Flemming Meyer: Kinder und Jugendliche in der Heimerziehung haben keine Lobby

Presseinformation Kiel, den 15.02.2019

Es gilt das gesprochene Wort



Flemming Meyer TOP 26+48 Kinder und Jugendliche in der Heimerziehung nicht allein lassen, Beschwerdestelle für Kinder und Jugendliche Drs. 19/1236 und 19/1068

„Nicht alle Kinder kommen zu ihren Rechten und zu dem Schutz, der ihnen zusteht“

Egal ob wir uns die Ergebnisse des PUA zum Friesenhof, den Runden Tisch Heimerziehung oder
den vorliegenden Bericht der Beschwerdestelle anschauen - deutlich wird vor allem eins:
Kinder und Jugendliche in der Heimerziehung haben bis heute keine besonders starke Lobby.
Längst nicht alle kommen zu ihren Rechten und zu dem Schutz, der ihnen zusteht. Das zeigt
nicht zuletzt auch der Tätigkeitsbericht der Ombudsfrau. Vor diesem Hintergrund ist es gut
und folgerichtig, dass die SPD die zentralen Forderungen aus dem Bericht gesondert zur
Diskussion stellt.



Ich habe mehrfach betont, dass ich eine besondere Verantwortung der Landespolitik sehe,
wenn es um das Thema Heimerziehung geht. Wir sind es, die sicherstellen müssen, dass Kinder 2
und Jugendliche in stationären Einrichtungen eine kindgerechte Erziehung und den Zugang zu
guter Bildung bekommen. Es geht um nicht weniger als den effektiven Schutz vor
Ausgrenzung, Diskriminierung und jeglicher Form der Gewalt. Und es geht um
Chancengleichheit. In all diesen Dingen dürfen Kinder und Jugendliche, die in einer stationären
Einrichtung der Jugendhilfe aufwachsen, nicht schlechter gestellt werden, als andere. Das
muss unser Anspruch sein.



Zum Glück sind die schockierenden Berichte aus den Friesenhof-Einrichtungen alles andere als
typisch für unsere Heimlandschaft.

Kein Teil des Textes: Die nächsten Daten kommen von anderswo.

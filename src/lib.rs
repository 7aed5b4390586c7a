// Shoot-schedule planning core: the data model, the calendar layout engine,
// project-file persistence, and the PDF renderer. The binary in main.rs is a
// thin CLI over this; a graphical editor would sit on the same surface.

use thiserror::Error;

pub mod layout;
pub mod model;
pub mod parse;
pub mod pdf;
pub mod persist;

#[derive(Error, Debug)]
pub enum AppError {
    #[error("Failed to create PDF: {0}")]
    PdfError(String),
    #[error("Failed to read project file: {0}")]
    ProjectError(String),
    #[error("Invalid date format: {0}")]
    DateError(String),
    #[error("Schedule error: {0}")]
    ScheduleError(#[from] model::ScheduleError),
    #[error("IO error: {0}")]
    IoError(#[from] std::io::Error),
}
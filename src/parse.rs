// Free-text entry for script-page lengths and shoot-time estimates.
//
// Durations are canonically integer eighths of a script page, times are
// integer minutes. Parsing is lenient about input shape; formatting always
// produces a shape the matching parser accepts.

use thiserror::Error;

#[derive(Error, Debug, Clone, PartialEq, Eq)]
pub enum ParseError {
    #[error("empty input")]
    Empty,
    #[error("invalid page length: {0:?}")]
    InvalidDuration(String),
    #[error("invalid time: {0:?}")]
    InvalidTime(String),
}

/// Parse a script-page length into eighths.
///
/// Accepted shapes: `"15"` (literal eighths), `"2.5"` (pages, rounded to the
/// nearest eighth), `"7/8"` (fraction of a page, truncating), `"1 7/8"`
/// (mixed number).
pub fn parse_duration(text: &str) -> Result<u32, ParseError> {
    let text = text.trim();
    if text.is_empty() {
        return Err(ParseError::Empty);
    }
    let invalid = || ParseError::InvalidDuration(text.to_string());

    // Mixed number: whole pages, then a fraction.
    if let Some((whole, frac)) = text.split_once(char::is_whitespace) {
        let whole: u32 = whole.parse().map_err(|_| invalid())?;
        return Ok(whole * 8 + parse_fraction(frac.trim()).ok_or_else(invalid)?);
    }
    if text.contains('/') {
        return parse_fraction(text).ok_or_else(invalid);
    }
    if let Ok(n) = text.parse::<u32>() {
        return Ok(n);
    }
    match text.parse::<f64>() {
        Ok(v) if v >= 0.0 => Ok((v * 8.0).round() as u32),
        _ => Err(invalid()),
    }
}

fn parse_fraction(text: &str) -> Option<u32> {
    let (num, den) = text.split_once('/')?;
    let num: u32 = num.trim().parse().ok()?;
    let den: u32 = den.trim().parse().ok()?;
    if den == 0 {
        return None;
    }
    // Truncating division: "1/3" of a page is 2 eighths.
    Some(num * 8 / den)
}

/// Render eighths the way schedule paperwork writes them.
pub fn format_eighths(eighths: u32) -> String {
    match (eighths / 8, eighths % 8) {
        (0, 0) => "0".to_string(),
        (0, rem) => format!("{rem}/8"),
        (whole, 0) => whole.to_string(),
        (whole, rem) => format!("{whole} {rem}/8"),
    }
}

/// Parse a shoot-time estimate into minutes.
///
/// Accepted shapes: `"2:30"`, `"2 hr 30 min"` (and the `"H hr"` / `"M min"`
/// halves), plus bare numbers. Bare whole numbers up to 10 read as hours,
/// larger ones as minutes; bare decimals up to 14 read as hours, larger ones
/// as minutes. The two thresholds differ; both are pinned by tests.
pub fn parse_time(text: &str) -> Result<u32, ParseError> {
    let text = text.trim();
    if text.is_empty() {
        return Err(ParseError::Empty);
    }
    let invalid = || ParseError::InvalidTime(text.to_string());

    if let Some((hours, minutes)) = text.split_once(':') {
        let hours: u32 = hours.trim().parse().map_err(|_| invalid())?;
        let minutes: u32 = minutes.trim().parse().map_err(|_| invalid())?;
        if minutes > 59 {
            return Err(invalid());
        }
        return Ok(hours * 60 + minutes);
    }
    if text.contains("hr") || text.contains("min") {
        return parse_unit_words(text).ok_or_else(invalid);
    }
    if let Ok(n) = text.parse::<u32>() {
        return Ok(if n <= 10 { n * 60 } else { n });
    }
    match text.parse::<f64>() {
        Ok(v) if v >= 0.0 => Ok(if v <= 14.0 {
            (v * 60.0).round() as u32
        } else {
            v.round() as u32
        }),
        _ => Err(invalid()),
    }
}

fn parse_unit_words(text: &str) -> Option<u32> {
    let mut tokens = text.split_whitespace();
    let mut total = 0u32;
    let mut seen = false;
    while let Some(value) = tokens.next() {
        let value: u32 = value.parse().ok()?;
        match tokens.next()? {
            "hr" => total += value * 60,
            "min" => total += value,
            _ => return None,
        }
        seen = true;
    }
    seen.then_some(total)
}

/// Render minutes with `hr`/`min` unit words.
pub fn format_minutes(minutes: u32) -> String {
    match (minutes / 60, minutes % 60) {
        (0, rem) => format!("{rem} min"),
        (hours, 0) => format!("{hours} hr"),
        (hours, rem) => format!("{hours} hr {rem} min"),
    }
}
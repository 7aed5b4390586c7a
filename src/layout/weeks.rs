// Groups an ordered shoot-day list into Sunday-first calendar week rows.

use chrono::{Datelike, NaiveDate};

use crate::model::ShootDay;

pub const DAYS_PER_WEEK: usize = 7;

/// One column slot of a week row.
#[derive(Debug, Clone, Copy)]
pub enum Slot<'a> {
    /// Calendar date outside the schedule's range. Stays empty; the grouper
    /// never synthesizes dates past the ends.
    Unused,
    /// In-range date with no scheduled shoot day.
    Empty(NaiveDate),
    Day(&'a ShootDay),
}

impl Slot<'_> {
    pub fn date(&self) -> Option<NaiveDate> {
        match self {
            Slot::Unused => None,
            Slot::Empty(date) => Some(*date),
            Slot::Day(day) => Some(day.date),
        }
    }

    pub fn scene_count(&self) -> usize {
        match self {
            Slot::Day(day) => day.scenes.len(),
            _ => 0,
        }
    }
}

/// A full Sunday-to-Saturday row of the calendar grid.
#[derive(Debug, Clone)]
pub struct WeekRow<'a> {
    pub slots: [Slot<'a>; DAYS_PER_WEEK],
}

impl<'a> WeekRow<'a> {
    fn unused() -> Self {
        Self {
            slots: [Slot::Unused; DAYS_PER_WEEK],
        }
    }

    /// Densest day in the row; drives the row's target height.
    pub fn max_scene_count(&self) -> usize {
        self.slots.iter().map(Slot::scene_count).max().unwrap_or(0)
    }
}

/// Walk the calendar one day at a time from the first to the last shoot
/// date, filling weekday slots and closing a row every Saturday (and at the
/// final date). Dates with no matching shoot day become `Slot::Empty`.
pub fn group_into_weeks(days: &[ShootDay]) -> Vec<WeekRow<'_>> {
    let (Some(first), Some(last)) = (days.first(), days.last()) else {
        return Vec::new();
    };
    let end = last.date;

    let mut rows = Vec::new();
    let mut row = WeekRow::unused();
    let mut pending = days.iter().peekable();
    let mut date = first.date;
    loop {
        let weekday = date.weekday().num_days_from_sunday() as usize;
        row.slots[weekday] = match pending.next_if(|day| day.date == date) {
            Some(day) => Slot::Day(day),
            None => Slot::Empty(date),
        };
        if weekday == DAYS_PER_WEEK - 1 || date == end {
            rows.push(std::mem::replace(&mut row, WeekRow::unused()));
        }
        if date == end {
            break;
        }
        let Some(next) = date.succ_opt() else { break };
        date = next;
    }
    rows
}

Und doch ist klar, dass wir konkrete Maßnahmen zur
Verbesserung der Situation in der Heimerziehung ergreifen und weiterentwickeln müssen. Mit
der Einrichtung der Beschwerdestelle für Kinder und Jugendliche haben wir zum Beispiel eine
wichtige Lehre gezogen. Für den vorliegenden ersten Bericht bin ich sehr dankbar. Genau wie
für den Einsatz des Kinderschutzbundes für die untergebrachten Kinder. Aber mit einem
funktionierenden Beschwerdewesen allein ist es nicht getan. Im Gegenteil: Wenn wir uns die
vorliegenden Ergebnisse und Empfehlungen anschauen, dann stehen wir erst am Anfang.



Im Bericht und im Antrag sind weitere wichtige Schritte genannt: Die Forderung nach einem
bundesweiten Datenaustausch zu Tätigkeitsuntersagungen unterstützen wir voll und ganz.
Auch die geforderten verbindlichen Besuche durch die entsendenden Jugendämter sind eine
längst überfällige Lehre aus den aufgedeckten Missständen. Denn der weit überwiegende Teil
der hier untergebrachten Kinder und Jugendlichen stammt nun mal aus anderen
Bundesländern. Auch diese Situation dürfen wir nicht einfach hinnehmen. Deshalb freut es
mich ausdrücklich, dass sich fast alle zum Ziel bekennen, Kinder und Jugendliche in Zukunft
möglichst wohnortnah unterzubringen. 3
Leider gibt es aber bei einem besonders wichtigen Punkt weiterhin keine Einigkeit: Und zwar
bei der Frage der Beschulung. Laut Bericht der Beschwerdestelle haben aktuell 2934 entsandte
Kinder und Jugendliche einen Anspruch auf den Besuch einer öffentlichen Schule. Aber eben
keine über das Schulgesetz normierte Schulpflicht. Auch der viel zitierte Erlass zur schulischen
Integration dieser Kinder und Jugendlichen bringt hier keine Verbindlichkeit und Klarheit.
Keiner weiß, wie viele Heimkinder aus anderen Bundesländern hier bei uns tatsächlich
öffentlich beschult werden. Und keiner kann sagen, wie viele von ihnen in so genannten
„schulvorbereitenden Maßnahmen“ geparkt werden - ohne gesellschaftlichen Anschluss und
gleiche Chancen auf Schulabschluss und selbstbestimmtes Leben.



Wir haben hier vor ziemlich genau einem Jahr die nötige schulgesetzliche Änderung
eingebracht. Doch statt die Beschulung klar und eindeutig im Sinne der betroffenen Kinder und
Jugendlichen zu regeln, wird damals wie heute auf den Erlass und die entsprechende
Evaluation verwiesen. Wie auch immer diese dann ausfällt. Eins lässt sich schon jetzt sagen: Es
ist ein weiteres Jahr vergangen, in dem zumindest nicht alle Kinder zu ihrem Recht auf gute
Bildung und gleiche Chancen kommen. Und das ist für sich genommen einfach enttäuschend.
Hier sollten wir dringend eine Lösung im Sinne der Kinder und Jugendlichen finden. Und die
kann aus unserer Sicht nur Schulpflicht für alle hier lebenden Kinder und Jugendlichen heißen -
auch wenn sie nicht aus Schleswig-Holstein kommen.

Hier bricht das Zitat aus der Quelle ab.